Task: Models answered sections of the World Values Survey (WVS) regarding social values and ethical norms without being assigned a gender.
Metric: The absolute difference between the LLM's answer and the average answers of men vs. women in the WVS dataset ( $n \approx 97,000$ ).
Goal: To quantify affinity toward male or female value systems.

3. Key Contributions

Comprehensive Multi-Dimensional Framework: Unlike prior works focusing on single bias types, this study provides a unified framework evaluating politics, ideology, alliances, language, and gender simultaneously.
Systematic Benchmarking: It offers a rigorous comparative analysis of four major, diverse LLM families (including Chinese, US, and Singaporean models), revealing that "neutrality" is not a uniform trait across models.
Novel Methodologies:
- Use of Cohen's Kappa for geopolitical voting simulation.
- Application of PCA on translated embeddings to detect cross-lingual semantic drift.
- Quantitative alignment scoring against World Values Survey demographics.

4. Key Results

Political Bias

General Neutrality: All models generally produce politically neutral summaries.
Quality vs. Leaning: Higher-quality summaries (those capturing core essence) tend to align slightly more with left-leaning reporting, while lower-quality summaries lean right.
Model Specifics:
- Gemini: Shows a distinct right-leaning tendency.
- GPT: Leans slightly left.
- DeepSeek: Demonstrates the most balanced and neutral performance.

Ideological Bias

Sensitivity: Models struggle to distinguish nuanced ideological rhetoric, particularly on Immigration and LGBT topics.
Gemini: Least sensitive to ideological cues; frequently misclassifies left-leaning news as "center" and aligns ideologically with the Right.
GPT: Most sensitive to cues; aligns more closely with the Left.
Qwen/DeepSeek: Often misclassify news as the opposite leaning rather than center, suggesting a failure to capture fundamental rhetorical patterns of the opposing side.

Alliance Bias

Geopolitical Patterns: All models show higher agreement with delegates from Latin America, Western Africa, and Central Africa.
Gemini: Best at simulating real-world voting (highest Cohen's Kappa). Notably, it disagrees with the USA (ranking 181/200) but aligns with China, North Korea, and Vietnam.
GPT: Shows strong disagreement with low-ranking delegates and specifically opposes China and North Korea.
Qwen: Shows disagreement with Eastern European delegates and slight disagreement with Western Europe.

Language Bias

No Dominant Language Bias: Contrary to the "semantic anglocentrism" hypothesis, models did not skew their thinking toward high-resource languages (English, Chinese, Spanish) when generating content about fictional cultures.
Southern African Cluster: Qwen, DeepSeek, and Gemini showed a tendency to think similarly to English when operating in Southern African languages, likely due to transfer learning effects on low-resource languages.
GPT: Exhibited the most diverse and spread-out distribution across languages, suggesting robust multilingual pretraining.

Gender Bias

Female Affinity: All four models align significantly more with women's values than men's.
GPT: Shows the strongest alignment with women ( $\Delta = 36.77\%$ difference in agreement).
Progressive Stance: Models generally lean toward progressive values (e.g., abortion, euthanasia, rejecting traditional gender roles), mirroring global female trends.
Inconsistency: Qwen and DeepSeek displayed "contracting values" (contradictory answers on similar topics), indicating a lack of firm ethical stance.
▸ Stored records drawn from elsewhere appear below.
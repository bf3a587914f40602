//! PPP framing (C3): ACFC + Protocol field add/strip, sitting directly on
//! top of an AHDLC-deframed window. Grounded on `rnet-ppp.c`'s `rnet_ppp_rx`/
//! `rnet_ppp_tx` pair, generalized from a fixed Protocol switch on a raw
//! buffer to one keyed off [`Packet::meta::previous_ph`].

pub mod fsm;
pub mod xcp;

use crate::config::PPP_PREFIX_LENGTH;
use crate::error::{DiscardCode, DiscardResult};
use crate::packet::{Packet, PreviousPh};
use crate::util::{be16, put_be16};

const ACFC: [u8; 2] = [0xFF, 0x03];

/// PPP Protocol field values this core understands.
#[derive(Debug, Clone, Copy, PartialEq, Eq)]
pub enum Protocol {
    Lcp,
    Ipcp,
    Ipv6cp,
    Ipv4,
    Ipv6,
}

impl Protocol {
    pub fn code(self) -> u16 {
        match self {
            Protocol::Lcp => 0xC021,
            Protocol::Ipcp => 0x8021,
            Protocol::Ipv6cp => 0x8057,
            Protocol::Ipv4 => 0x0021,
            Protocol::Ipv6 => 0x0057,
        }
    }

    pub fn from_code(code: u16) -> Option<Self> {
        match code {
            0xC021 => Some(Protocol::Lcp),
            0x8021 => Some(Protocol::Ipcp),
            0x8057 => Some(Protocol::Ipv6cp),
            0x0021 => Some(Protocol::Ipv4),
            0x0057 => Some(Protocol::Ipv6),
            _ => None,
        }
    }

    fn previous_ph(self) -> PreviousPh {
        match self {
            Protocol::Lcp => PreviousPh::Lcp,
            Protocol::Ipcp => PreviousPh::Ipcp,
            Protocol::Ipv6cp => PreviousPh::Ipv6cp,
            Protocol::Ipv4 => PreviousPh::Ipv4,
            Protocol::Ipv6 => PreviousPh::Ipv6,
        }
    }

    fn from_previous_ph(ph: PreviousPh) -> Option<Self> {
        match ph {
            PreviousPh::Lcp => Some(Protocol::Lcp),
            PreviousPh::Ipcp => Some(Protocol::Ipcp),
            PreviousPh::Ipv6cp => Some(Protocol::Ipv6cp),
            PreviousPh::Ipv4 => Some(Protocol::Ipv4),
            PreviousPh::Ipv6 => Some(Protocol::Ipv6),
            _ => None,
        }
    }
}

/// Strip `ACFC ∥ Protocol` from the window, stamping `previous_ph` with the
/// matched protocol. Returns the matched [`Protocol`] so the caller knows
/// which handler to dispatch to next.
pub fn rx(pkt: &mut Packet) -> DiscardResult<Protocol> {
    if (pkt.meta.length as usize) < PPP_PREFIX_LENGTH {
        return Err(DiscardCode::PppHeaderCorrupted);
    }
    let mut header = [0u8; PPP_PREFIX_LENGTH];
    pkt.read(0, &mut header)?;
    if header[0..2] != ACFC {
        return Err(DiscardCode::PppHeaderCorrupted);
    }
    let protocol = Protocol::from_code(be16(&header[2..4]))
        .ok_or(DiscardCode::PppOtherProtocolUnsupported)?;
    pkt.advance_offset(PPP_PREFIX_LENGTH as u16)?;
    pkt.meta.previous_ph = protocol.previous_ph();
    Ok(protocol)
}

/// Prepend `ACFC ∥ Protocol`, deriving the Protocol from `previous_ph` (set
/// by whichever Tx step built the payload). Requires `offset >=
/// PPP_PREFIX_LENGTH` of headroom.
pub fn tx(pkt: &mut Packet) -> DiscardResult<()> {
    let protocol =
        Protocol::from_previous_ph(pkt.meta.previous_ph).ok_or(DiscardCode::PppHeaderCorrupted)?;
    if pkt.meta.offset < PPP_PREFIX_LENGTH as u16 {
        return Err(DiscardCode::Underrun);
    }
    pkt.prepend(PPP_PREFIX_LENGTH as u16)?;
    let mut header = [0u8; PPP_PREFIX_LENGTH];
    header[0..2].copy_from_slice(&ACFC);
    put_be16(&mut header[2..4], protocol.code());
    pkt.write(0, &header)
}

#[cfg(test)]
mod tests {
    use super::*;

    #[test]
    fn rx_then_tx_round_trips_lcp_frame() {
        let mut pkt = Packet::new_buf(64);
        pkt.meta.offset = 16;
        pkt.meta.length = 6;
        pkt.write(0, &[0xFF, 0x03, 0xC0, 0x21, 0xAA, 0xBB]).unwrap();
        let protocol = rx(&mut pkt).unwrap();
        assert_eq!(protocol, Protocol::Lcp);
        assert_eq!(pkt.meta.previous_ph, PreviousPh::Lcp);
        assert_eq!(pkt.to_vec(), vec![0xAA, 0xBB]);

        tx(&mut pkt).unwrap();
        assert_eq!(
            pkt.to_vec(),
            vec![0xFF, 0x03, 0xC0, 0x21, 0xAA, 0xBB]
        );
    }

    #[test]
    fn rx_rejects_unknown_protocol() {
        let mut pkt = Packet::new_buf(64);
        pkt.meta.offset = 16;
        pkt.meta.length = 4;
        pkt.write(0, &[0xFF, 0x03, 0x00, 0x01]).unwrap();
        assert_eq!(rx(&mut pkt), Err(DiscardCode::PppOtherProtocolUnsupported));
    }
}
5. Significance and Conclusion

The study concludes that despite alignment techniques (like RLHF), LLMs inevitably inherit biases from their training corpora and human feedback.

Implication for Users: Global users must be aware that "neutral" AI tools have specific, model-dependent inclinations (e.g., GPT is more left/progressive, Gemini is more right/conservative).
Theoretical Shift: The authors challenge the goal of making AI "think like humans," arguing that since humans are inherently biased, AI should instead be designed for neutrality, robustness, and calibrated uncertainty.
Future Direction: The paper advocates for pluralistic alignment strategies that preserve diversity rather than forcing a single "human-like" bias, suggesting that AI intelligence should not merely mimic human reasoning patterns but uphold distinct ethical standards.